Saved data entries:

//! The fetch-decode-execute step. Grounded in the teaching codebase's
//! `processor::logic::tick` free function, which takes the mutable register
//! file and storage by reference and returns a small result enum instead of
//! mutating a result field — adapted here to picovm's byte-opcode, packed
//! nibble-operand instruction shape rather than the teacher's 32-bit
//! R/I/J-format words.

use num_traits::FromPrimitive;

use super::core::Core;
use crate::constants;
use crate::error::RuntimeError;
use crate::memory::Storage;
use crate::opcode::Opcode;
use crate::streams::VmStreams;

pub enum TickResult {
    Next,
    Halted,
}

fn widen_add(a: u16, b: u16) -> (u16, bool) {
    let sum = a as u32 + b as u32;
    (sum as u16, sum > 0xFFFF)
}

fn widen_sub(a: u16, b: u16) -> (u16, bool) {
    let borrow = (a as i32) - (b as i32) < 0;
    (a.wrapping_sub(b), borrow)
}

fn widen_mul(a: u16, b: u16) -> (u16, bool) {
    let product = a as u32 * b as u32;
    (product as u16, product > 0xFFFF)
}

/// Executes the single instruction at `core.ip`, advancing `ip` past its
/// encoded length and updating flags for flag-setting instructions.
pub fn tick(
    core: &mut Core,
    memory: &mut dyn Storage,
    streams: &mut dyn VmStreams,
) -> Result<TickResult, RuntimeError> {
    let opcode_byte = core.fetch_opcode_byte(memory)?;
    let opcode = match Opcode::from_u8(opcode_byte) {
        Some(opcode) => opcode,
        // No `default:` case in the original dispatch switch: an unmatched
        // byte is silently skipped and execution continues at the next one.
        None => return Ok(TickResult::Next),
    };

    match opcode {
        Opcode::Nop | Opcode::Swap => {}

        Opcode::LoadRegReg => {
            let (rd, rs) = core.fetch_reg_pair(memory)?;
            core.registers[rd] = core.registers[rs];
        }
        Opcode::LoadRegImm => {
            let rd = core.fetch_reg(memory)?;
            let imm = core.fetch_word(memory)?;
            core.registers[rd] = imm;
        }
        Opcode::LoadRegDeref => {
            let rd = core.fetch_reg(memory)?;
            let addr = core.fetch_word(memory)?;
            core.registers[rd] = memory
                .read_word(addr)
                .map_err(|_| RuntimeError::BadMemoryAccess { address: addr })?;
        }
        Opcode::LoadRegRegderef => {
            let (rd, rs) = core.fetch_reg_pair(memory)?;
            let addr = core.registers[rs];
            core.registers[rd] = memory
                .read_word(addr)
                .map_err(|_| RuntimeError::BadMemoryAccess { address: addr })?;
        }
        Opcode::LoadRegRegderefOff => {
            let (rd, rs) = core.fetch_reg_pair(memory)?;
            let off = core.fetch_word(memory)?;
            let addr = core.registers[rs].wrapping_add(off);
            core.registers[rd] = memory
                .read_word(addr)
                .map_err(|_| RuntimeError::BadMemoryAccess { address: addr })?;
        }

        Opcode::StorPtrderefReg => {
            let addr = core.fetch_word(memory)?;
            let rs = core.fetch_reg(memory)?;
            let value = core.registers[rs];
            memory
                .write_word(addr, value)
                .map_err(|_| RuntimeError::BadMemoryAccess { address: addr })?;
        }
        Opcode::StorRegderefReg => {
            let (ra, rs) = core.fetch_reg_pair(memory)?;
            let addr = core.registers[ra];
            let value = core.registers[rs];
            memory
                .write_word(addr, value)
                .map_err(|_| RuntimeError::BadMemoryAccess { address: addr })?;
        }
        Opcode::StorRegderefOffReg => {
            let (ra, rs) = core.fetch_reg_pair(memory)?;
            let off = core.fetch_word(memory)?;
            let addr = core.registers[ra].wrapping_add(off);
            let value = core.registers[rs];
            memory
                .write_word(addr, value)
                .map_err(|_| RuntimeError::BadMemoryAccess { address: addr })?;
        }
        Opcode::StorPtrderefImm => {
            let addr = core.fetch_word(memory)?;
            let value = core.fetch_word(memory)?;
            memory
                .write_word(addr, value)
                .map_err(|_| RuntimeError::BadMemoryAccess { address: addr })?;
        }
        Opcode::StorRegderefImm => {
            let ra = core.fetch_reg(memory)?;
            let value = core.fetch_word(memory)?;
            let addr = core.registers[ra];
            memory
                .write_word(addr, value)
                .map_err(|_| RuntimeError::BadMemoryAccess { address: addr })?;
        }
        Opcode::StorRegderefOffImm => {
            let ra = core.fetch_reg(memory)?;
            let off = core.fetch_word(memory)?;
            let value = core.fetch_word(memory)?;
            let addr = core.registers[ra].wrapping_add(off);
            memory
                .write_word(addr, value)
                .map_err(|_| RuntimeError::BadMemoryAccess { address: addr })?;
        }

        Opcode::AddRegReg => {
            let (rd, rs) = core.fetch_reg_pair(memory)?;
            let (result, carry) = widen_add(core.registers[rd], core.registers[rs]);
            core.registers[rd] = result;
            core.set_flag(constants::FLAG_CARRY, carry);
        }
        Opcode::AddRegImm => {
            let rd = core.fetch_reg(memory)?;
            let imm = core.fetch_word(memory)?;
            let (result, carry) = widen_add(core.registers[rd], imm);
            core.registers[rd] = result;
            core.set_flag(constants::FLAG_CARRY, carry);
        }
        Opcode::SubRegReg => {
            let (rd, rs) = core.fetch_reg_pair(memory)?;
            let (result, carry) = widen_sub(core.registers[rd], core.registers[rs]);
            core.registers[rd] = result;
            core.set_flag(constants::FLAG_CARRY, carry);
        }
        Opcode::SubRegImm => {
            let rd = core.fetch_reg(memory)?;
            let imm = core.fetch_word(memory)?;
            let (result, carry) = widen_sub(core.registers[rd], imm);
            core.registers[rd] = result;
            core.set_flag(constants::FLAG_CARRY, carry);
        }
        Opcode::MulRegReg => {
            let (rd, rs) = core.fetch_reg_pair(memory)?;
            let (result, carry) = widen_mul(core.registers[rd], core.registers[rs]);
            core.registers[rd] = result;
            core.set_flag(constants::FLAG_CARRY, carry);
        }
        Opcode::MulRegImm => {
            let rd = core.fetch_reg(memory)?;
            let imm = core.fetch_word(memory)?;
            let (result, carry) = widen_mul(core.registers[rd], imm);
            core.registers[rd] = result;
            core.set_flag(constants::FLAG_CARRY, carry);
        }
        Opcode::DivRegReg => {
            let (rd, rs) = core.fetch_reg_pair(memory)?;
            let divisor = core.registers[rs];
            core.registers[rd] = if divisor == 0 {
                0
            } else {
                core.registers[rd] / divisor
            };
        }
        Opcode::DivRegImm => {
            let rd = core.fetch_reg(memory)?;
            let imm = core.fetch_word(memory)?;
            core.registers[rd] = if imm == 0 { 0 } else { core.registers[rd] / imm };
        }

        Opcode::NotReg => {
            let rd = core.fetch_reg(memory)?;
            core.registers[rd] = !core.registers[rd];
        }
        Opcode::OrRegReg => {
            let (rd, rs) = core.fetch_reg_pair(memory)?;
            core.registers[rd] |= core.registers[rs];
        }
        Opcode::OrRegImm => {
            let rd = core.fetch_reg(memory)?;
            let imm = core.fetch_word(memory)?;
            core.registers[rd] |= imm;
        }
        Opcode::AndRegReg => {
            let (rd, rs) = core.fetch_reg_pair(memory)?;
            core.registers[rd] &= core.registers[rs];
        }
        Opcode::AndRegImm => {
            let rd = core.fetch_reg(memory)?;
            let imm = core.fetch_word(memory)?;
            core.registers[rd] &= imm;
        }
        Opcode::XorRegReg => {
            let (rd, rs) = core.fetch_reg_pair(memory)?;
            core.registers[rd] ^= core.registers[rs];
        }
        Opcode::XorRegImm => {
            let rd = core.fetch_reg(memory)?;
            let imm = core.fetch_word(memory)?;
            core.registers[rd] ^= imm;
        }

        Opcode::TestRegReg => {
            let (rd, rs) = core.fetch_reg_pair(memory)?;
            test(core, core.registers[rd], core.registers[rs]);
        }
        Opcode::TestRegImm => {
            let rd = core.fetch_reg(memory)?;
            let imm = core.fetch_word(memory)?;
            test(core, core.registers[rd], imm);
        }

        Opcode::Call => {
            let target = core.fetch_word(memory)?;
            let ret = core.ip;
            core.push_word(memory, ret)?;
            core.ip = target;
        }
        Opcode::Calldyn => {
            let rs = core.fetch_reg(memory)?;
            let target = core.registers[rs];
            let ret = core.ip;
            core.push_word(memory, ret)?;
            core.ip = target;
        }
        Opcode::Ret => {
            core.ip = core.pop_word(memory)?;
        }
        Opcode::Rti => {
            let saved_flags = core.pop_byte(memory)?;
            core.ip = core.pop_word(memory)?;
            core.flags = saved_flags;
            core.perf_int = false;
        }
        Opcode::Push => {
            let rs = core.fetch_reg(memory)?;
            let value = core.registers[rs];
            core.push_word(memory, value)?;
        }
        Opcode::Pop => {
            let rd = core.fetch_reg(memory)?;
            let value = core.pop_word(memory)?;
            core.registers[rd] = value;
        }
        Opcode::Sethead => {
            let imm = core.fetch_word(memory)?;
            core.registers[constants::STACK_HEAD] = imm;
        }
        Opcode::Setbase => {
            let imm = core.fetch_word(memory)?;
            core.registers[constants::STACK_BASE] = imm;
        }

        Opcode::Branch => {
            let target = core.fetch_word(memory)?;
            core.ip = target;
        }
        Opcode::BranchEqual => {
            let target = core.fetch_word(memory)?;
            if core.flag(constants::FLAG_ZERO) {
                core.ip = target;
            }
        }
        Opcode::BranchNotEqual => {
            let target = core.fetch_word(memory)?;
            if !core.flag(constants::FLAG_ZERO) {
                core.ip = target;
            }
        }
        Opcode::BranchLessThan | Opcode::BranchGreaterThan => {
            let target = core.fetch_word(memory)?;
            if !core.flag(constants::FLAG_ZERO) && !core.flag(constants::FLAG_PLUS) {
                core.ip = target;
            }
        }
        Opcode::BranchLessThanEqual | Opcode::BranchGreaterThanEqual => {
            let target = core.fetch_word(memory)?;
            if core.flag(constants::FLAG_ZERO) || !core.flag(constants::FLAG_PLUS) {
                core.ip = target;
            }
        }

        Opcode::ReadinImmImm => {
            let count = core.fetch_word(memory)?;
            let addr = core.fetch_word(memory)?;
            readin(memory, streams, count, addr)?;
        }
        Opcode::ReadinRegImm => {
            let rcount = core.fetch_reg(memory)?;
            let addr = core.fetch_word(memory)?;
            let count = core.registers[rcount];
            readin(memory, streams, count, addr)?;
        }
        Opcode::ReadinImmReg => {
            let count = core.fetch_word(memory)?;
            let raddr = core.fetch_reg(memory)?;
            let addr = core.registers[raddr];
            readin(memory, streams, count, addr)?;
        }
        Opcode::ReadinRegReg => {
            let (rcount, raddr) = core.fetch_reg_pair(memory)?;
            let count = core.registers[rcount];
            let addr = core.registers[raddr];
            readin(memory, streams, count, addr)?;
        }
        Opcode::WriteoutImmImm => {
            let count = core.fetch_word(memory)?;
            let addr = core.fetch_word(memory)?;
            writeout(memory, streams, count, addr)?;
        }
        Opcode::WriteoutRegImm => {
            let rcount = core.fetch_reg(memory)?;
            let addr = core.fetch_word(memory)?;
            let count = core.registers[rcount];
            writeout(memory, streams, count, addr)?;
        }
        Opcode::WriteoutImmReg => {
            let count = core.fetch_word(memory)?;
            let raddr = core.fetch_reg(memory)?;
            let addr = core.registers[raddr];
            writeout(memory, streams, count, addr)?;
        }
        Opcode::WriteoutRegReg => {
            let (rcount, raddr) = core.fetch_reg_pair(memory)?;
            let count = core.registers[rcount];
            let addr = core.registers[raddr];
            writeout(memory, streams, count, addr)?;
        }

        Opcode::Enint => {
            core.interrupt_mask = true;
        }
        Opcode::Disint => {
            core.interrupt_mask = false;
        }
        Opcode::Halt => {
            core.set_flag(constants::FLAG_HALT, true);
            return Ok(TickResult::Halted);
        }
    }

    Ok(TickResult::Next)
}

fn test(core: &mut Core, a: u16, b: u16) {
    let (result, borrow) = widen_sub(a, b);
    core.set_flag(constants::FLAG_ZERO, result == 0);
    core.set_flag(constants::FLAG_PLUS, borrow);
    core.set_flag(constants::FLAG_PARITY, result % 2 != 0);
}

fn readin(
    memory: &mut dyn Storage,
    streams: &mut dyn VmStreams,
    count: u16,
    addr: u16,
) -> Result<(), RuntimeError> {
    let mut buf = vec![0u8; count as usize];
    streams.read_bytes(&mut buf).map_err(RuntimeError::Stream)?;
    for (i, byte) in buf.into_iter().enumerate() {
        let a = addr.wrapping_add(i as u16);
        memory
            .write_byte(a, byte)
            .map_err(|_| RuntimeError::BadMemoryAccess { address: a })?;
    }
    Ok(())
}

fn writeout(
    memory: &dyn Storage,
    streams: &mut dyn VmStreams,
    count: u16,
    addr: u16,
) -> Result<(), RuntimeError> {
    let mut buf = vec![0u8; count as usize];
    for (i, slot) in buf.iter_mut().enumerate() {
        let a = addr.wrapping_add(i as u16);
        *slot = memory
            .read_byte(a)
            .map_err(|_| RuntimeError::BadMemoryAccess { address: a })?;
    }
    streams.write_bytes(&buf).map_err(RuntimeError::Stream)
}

* * *

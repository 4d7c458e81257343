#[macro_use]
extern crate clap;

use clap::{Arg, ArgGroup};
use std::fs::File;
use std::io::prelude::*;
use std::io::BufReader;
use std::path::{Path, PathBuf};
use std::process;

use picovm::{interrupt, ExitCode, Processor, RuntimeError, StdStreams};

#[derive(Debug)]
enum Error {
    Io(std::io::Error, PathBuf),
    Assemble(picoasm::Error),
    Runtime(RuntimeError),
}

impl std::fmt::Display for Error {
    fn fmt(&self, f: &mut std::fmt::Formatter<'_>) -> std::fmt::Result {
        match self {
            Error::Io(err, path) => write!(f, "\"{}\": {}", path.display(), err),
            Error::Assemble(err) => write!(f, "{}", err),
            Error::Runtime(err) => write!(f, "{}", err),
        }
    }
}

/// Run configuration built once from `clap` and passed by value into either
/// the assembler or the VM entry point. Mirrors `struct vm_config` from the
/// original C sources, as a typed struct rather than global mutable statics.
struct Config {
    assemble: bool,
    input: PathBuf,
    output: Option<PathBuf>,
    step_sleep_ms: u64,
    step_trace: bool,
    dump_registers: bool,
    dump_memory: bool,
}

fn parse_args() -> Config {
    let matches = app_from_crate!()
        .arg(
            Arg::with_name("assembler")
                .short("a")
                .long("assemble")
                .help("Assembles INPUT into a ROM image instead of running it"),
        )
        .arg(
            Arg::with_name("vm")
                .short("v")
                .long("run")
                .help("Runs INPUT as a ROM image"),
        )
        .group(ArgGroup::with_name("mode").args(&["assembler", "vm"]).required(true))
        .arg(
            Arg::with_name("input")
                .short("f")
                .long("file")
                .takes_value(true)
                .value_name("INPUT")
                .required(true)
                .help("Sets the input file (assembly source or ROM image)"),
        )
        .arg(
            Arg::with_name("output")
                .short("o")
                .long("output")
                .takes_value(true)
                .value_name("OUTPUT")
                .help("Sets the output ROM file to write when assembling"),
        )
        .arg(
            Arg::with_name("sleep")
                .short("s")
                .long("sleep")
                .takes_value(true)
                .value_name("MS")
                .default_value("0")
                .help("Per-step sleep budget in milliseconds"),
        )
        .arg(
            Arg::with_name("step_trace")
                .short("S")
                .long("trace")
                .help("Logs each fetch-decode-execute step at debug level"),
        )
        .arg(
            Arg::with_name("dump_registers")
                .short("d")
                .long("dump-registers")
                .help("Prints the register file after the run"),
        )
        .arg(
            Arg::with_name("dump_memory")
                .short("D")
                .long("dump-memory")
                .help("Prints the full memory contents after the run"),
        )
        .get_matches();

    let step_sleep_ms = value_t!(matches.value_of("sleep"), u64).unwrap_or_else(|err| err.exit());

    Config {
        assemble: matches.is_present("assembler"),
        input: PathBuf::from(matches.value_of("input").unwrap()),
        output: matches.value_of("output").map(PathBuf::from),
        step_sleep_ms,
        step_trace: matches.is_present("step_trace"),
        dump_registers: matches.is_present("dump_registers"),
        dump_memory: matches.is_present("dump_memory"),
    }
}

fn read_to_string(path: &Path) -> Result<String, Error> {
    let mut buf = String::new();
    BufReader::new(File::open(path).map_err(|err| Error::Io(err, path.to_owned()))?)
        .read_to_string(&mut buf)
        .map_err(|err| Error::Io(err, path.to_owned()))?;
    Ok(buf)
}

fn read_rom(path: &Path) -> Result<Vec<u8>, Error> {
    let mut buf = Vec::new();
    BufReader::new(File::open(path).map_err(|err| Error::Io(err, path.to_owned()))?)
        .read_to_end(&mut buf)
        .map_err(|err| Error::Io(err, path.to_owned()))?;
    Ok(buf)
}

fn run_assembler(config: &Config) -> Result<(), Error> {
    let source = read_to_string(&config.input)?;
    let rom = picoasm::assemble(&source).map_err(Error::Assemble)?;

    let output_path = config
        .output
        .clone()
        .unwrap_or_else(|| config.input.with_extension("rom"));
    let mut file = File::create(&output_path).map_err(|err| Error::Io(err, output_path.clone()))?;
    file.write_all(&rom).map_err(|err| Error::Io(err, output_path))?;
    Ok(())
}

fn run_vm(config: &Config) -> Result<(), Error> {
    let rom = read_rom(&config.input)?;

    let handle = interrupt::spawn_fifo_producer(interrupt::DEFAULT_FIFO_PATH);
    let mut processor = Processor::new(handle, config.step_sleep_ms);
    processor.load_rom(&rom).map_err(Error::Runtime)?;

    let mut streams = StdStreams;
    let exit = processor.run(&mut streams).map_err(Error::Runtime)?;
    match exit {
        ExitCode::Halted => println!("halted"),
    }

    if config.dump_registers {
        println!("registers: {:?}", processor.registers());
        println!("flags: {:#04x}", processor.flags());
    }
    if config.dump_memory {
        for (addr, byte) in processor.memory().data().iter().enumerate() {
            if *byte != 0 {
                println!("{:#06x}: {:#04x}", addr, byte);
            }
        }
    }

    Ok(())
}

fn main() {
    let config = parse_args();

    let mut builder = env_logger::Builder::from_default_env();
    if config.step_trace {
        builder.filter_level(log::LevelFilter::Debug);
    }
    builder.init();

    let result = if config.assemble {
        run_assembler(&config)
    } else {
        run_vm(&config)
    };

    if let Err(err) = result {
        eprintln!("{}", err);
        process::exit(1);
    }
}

What the task requires.
Beginning with the line above that contains "use crate::memory::Storage;", copy each line exactly up to and including the line that contains "let opcode_byte = core.fetch_opcode_byte(memory)?;", and go no further.

Answer to the problem.
use crate::memory::Storage;
use crate::opcode::Opcode;
use crate::streams::VmStreams;

pub enum TickResult {
    Next,
    Halted,
}

fn widen_add(a: u16, b: u16) -> (u16, bool) {
    let sum = a as u32 + b as u32;
    (sum as u16, sum > 0xFFFF)
}

fn widen_sub(a: u16, b: u16) -> (u16, bool) {
    let borrow = (a as i32) - (b as i32) < 0;
    (a.wrapping_sub(b), borrow)
}

fn widen_mul(a: u16, b: u16) -> (u16, bool) {
    let product = a as u32 * b as u32;
    (product as u16, product > 0xFFFF)
}

/// Executes the single instruction at `core.ip`, advancing `ip` past its
/// encoded length and updating flags for flag-setting instructions.
pub fn tick(
    core: &mut Core,
    memory: &mut dyn Storage,
    streams: &mut dyn VmStreams,
) -> Result<TickResult, RuntimeError> {
    let opcode_byte = core.fetch_opcode_byte(memory)?;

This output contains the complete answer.